START TASK MATERIAL

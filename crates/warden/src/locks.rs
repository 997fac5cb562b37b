//! Origin-keyed concurrency guards.

use parking_lot::Mutex;
use std::{
    collections::{HashMap, HashSet},
    sync::Arc,
};

/// Tracks origins with an in-flight `eth_requestAccounts`.
///
/// Acquisition never blocks: a second request for a held origin fails
/// immediately instead of queueing, so a dapp cannot stack duplicate
/// permission prompts. The guard releases the origin on drop, which covers
/// early returns and error paths.
#[derive(Clone, Debug, Default)]
pub struct OriginLocks {
    held: Arc<Mutex<HashSet<String>>>,
}

impl OriginLocks {
    /// Marks `origin` as having an in-flight request, or returns `None` if
    /// one is already pending.
    pub fn try_acquire(&self, origin: &str) -> Option<OriginGuard> {
        let mut held = self.held.lock();
        held.insert(origin.to_string())
            .then(|| OriginGuard { origin: origin.to_string(), held: Arc::clone(&self.held) })
    }
}

/// Releases the held origin when dropped.
#[derive(Debug)]
pub struct OriginGuard {
    origin: String,
    held: Arc<Mutex<HashSet<String>>>,
}

impl Drop for OriginGuard {
    fn drop(&mut self) {
        self.held.lock().remove(&self.origin);
    }
}

/// Per-origin async mutexes.
///
/// Caveat updates are read-modify-write against the host's permission store,
/// so all grant and update sequences for one origin take this mutex to keep
/// concurrent requests from interleaving between the read and the write.
#[derive(Clone, Debug, Default)]
pub struct OriginMutexes {
    inner: Arc<Mutex<HashMap<String, Arc<tokio::sync::Mutex<()>>>>>,
}

impl OriginMutexes {
    /// Returns the mutex for `origin`, creating it on first use.
    pub fn for_origin(&self, origin: &str) -> Arc<tokio::sync::Mutex<()>> {
        let mut map = self.inner.lock();
        Arc::clone(map.entry(origin.to_string()).or_default())
    }
}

END TASK MATERIAL

▸ **ACTIVITY**
Report how many lines in this data include the string "permission", and nothing else.

▸ **REPLY**
2